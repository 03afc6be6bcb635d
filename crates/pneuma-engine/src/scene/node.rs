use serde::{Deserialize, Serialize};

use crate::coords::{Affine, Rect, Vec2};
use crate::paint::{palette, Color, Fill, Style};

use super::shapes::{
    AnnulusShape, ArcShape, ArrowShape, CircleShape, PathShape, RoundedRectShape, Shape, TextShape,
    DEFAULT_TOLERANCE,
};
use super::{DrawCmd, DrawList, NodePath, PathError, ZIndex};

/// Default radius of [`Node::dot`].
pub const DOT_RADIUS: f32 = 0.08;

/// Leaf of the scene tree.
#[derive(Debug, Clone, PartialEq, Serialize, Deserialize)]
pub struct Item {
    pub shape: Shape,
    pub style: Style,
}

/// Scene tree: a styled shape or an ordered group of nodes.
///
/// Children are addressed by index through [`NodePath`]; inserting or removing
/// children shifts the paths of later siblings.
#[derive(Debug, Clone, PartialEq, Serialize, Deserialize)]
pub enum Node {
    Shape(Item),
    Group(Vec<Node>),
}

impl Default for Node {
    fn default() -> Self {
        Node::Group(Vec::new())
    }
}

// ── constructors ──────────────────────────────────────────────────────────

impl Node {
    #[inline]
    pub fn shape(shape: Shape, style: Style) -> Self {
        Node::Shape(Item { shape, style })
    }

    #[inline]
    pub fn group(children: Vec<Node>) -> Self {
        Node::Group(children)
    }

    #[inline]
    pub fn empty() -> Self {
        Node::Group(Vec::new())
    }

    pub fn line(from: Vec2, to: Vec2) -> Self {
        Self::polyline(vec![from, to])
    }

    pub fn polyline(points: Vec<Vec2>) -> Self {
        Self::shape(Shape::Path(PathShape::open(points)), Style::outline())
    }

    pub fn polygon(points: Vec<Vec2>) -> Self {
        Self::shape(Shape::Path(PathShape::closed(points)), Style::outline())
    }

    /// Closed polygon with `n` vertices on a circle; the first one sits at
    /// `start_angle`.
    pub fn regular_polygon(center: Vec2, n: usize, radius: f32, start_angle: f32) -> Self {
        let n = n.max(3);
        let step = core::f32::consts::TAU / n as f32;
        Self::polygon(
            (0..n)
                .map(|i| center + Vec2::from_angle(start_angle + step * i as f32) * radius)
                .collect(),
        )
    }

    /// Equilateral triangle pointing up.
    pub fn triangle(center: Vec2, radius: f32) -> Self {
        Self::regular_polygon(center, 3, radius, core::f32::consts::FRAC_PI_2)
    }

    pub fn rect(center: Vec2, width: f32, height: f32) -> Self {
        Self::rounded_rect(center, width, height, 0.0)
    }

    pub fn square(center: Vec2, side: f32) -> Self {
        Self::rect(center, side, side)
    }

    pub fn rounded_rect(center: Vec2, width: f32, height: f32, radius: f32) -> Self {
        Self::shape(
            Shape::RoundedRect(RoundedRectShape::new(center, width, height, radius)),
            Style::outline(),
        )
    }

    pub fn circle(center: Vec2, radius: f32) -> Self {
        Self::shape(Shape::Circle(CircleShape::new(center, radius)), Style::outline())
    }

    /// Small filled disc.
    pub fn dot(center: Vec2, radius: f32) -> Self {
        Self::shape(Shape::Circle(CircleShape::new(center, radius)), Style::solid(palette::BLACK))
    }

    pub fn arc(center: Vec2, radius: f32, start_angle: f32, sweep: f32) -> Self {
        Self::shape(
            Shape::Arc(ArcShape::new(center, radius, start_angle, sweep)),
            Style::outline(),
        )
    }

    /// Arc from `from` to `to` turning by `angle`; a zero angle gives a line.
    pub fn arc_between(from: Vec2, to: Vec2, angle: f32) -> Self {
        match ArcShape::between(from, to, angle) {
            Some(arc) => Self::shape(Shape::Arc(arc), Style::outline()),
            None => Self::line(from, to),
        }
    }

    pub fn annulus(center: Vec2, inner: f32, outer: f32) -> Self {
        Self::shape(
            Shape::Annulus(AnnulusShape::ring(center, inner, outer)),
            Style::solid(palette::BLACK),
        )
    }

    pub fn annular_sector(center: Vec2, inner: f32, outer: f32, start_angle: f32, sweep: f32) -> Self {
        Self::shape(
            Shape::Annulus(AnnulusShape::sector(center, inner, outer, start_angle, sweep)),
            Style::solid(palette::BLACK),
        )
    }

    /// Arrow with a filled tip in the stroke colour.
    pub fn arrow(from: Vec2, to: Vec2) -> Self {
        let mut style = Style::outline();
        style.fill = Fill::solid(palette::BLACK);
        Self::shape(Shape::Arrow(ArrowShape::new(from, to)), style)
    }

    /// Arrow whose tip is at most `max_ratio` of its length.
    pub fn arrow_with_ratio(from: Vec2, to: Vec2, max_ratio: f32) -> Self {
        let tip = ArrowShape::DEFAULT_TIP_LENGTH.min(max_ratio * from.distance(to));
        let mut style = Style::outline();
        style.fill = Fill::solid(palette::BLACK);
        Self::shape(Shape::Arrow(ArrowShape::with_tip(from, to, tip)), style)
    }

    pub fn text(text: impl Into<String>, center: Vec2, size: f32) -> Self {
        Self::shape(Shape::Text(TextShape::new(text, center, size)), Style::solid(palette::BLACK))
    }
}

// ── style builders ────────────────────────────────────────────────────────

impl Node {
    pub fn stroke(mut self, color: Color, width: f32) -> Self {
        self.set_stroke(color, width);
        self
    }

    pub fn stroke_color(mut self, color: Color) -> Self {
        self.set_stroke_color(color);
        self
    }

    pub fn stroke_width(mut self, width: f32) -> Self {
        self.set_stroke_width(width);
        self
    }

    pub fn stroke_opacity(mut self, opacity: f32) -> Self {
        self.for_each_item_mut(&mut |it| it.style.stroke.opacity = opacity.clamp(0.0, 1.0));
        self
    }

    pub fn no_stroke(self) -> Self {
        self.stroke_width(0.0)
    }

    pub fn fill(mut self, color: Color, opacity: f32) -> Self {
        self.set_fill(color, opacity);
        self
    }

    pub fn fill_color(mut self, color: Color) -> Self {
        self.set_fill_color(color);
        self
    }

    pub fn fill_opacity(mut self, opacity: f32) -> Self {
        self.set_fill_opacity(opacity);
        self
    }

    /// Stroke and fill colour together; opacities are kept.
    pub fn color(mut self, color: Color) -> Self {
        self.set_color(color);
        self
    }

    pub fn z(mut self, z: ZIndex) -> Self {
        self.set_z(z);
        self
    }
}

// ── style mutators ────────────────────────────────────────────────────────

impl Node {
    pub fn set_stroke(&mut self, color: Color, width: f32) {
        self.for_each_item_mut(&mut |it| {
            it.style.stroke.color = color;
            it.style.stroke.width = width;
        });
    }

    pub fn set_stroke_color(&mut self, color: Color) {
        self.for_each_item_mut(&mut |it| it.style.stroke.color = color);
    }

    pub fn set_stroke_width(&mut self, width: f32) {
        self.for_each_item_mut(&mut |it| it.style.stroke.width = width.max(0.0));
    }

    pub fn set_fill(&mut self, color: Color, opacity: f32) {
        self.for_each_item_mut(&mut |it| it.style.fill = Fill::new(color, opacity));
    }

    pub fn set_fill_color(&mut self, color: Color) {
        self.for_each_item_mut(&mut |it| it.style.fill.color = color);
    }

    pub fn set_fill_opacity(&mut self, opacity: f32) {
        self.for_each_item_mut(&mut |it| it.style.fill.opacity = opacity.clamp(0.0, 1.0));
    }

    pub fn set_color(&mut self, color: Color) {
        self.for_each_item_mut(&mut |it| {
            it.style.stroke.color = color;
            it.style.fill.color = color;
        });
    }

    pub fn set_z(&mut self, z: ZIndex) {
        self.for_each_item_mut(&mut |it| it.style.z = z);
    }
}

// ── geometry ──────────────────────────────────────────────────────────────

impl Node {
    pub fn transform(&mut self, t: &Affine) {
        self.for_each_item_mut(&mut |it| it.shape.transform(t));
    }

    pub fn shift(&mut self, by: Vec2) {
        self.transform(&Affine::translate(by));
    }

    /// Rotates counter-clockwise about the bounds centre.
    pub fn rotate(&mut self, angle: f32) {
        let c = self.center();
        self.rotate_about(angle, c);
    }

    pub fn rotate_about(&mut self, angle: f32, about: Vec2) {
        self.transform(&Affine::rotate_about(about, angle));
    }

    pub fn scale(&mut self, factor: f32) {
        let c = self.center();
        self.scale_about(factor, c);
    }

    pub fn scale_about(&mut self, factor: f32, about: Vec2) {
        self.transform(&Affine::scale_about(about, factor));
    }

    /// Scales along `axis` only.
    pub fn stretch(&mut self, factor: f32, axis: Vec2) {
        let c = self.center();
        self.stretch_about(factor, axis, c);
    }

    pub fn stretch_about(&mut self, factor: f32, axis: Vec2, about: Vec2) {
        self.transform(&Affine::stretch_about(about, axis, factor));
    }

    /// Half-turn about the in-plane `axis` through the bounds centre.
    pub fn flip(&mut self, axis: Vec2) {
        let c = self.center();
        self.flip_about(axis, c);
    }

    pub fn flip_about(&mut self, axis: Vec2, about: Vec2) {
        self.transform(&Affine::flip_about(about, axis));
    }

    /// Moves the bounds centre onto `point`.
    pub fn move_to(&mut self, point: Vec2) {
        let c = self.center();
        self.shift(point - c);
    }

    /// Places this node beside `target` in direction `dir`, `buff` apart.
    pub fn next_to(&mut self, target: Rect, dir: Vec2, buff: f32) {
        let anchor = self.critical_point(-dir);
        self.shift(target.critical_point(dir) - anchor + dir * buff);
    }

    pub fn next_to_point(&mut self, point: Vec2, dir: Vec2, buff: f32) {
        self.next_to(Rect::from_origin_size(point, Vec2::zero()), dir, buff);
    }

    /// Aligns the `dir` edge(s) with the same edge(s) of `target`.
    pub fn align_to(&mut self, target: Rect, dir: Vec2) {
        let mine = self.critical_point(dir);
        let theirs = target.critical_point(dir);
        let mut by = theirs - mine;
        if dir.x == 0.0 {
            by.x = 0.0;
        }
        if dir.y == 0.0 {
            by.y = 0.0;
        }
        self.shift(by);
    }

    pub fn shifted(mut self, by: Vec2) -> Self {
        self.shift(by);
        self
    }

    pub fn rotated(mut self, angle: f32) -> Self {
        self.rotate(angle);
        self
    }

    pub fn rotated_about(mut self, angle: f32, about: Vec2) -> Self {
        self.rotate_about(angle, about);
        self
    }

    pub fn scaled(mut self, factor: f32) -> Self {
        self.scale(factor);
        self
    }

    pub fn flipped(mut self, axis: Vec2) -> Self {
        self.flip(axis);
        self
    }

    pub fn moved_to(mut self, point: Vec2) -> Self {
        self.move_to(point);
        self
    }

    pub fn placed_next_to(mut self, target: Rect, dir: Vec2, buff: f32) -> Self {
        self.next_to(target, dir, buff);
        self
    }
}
========
» Directions for this task:
Transcribe the records above exactly, beginning at the line that contains "self.set_fill_opacity(opacity);" and ending with the line that contains "pub fn set_color(&mut", both included, and nothing else.

» The completed task:
        self.set_fill_opacity(opacity);
        self
    }

    /// Stroke and fill colour together; opacities are kept.
    pub fn color(mut self, color: Color) -> Self {
        self.set_color(color);
        self
    }

    pub fn z(mut self, z: ZIndex) -> Self {
        self.set_z(z);
        self
    }
}

// ── style mutators ────────────────────────────────────────────────────────

impl Node {
    pub fn set_stroke(&mut self, color: Color, width: f32) {
        self.for_each_item_mut(&mut |it| {
            it.style.stroke.color = color;
            it.style.stroke.width = width;
        });
    }

    pub fn set_stroke_color(&mut self, color: Color) {
        self.for_each_item_mut(&mut |it| it.style.stroke.color = color);
    }

    pub fn set_stroke_width(&mut self, width: f32) {
        self.for_each_item_mut(&mut |it| it.style.stroke.width = width.max(0.0));
    }

    pub fn set_fill(&mut self, color: Color, opacity: f32) {
        self.for_each_item_mut(&mut |it| it.style.fill = Fill::new(color, opacity));
    }

    pub fn set_fill_color(&mut self, color: Color) {
        self.for_each_item_mut(&mut |it| it.style.fill.color = color);
    }

    pub fn set_fill_opacity(&mut self, opacity: f32) {
        self.for_each_item_mut(&mut |it| it.style.fill.opacity = opacity.clamp(0.0, 1.0));
    }

    pub fn set_color(&mut self, color: Color) {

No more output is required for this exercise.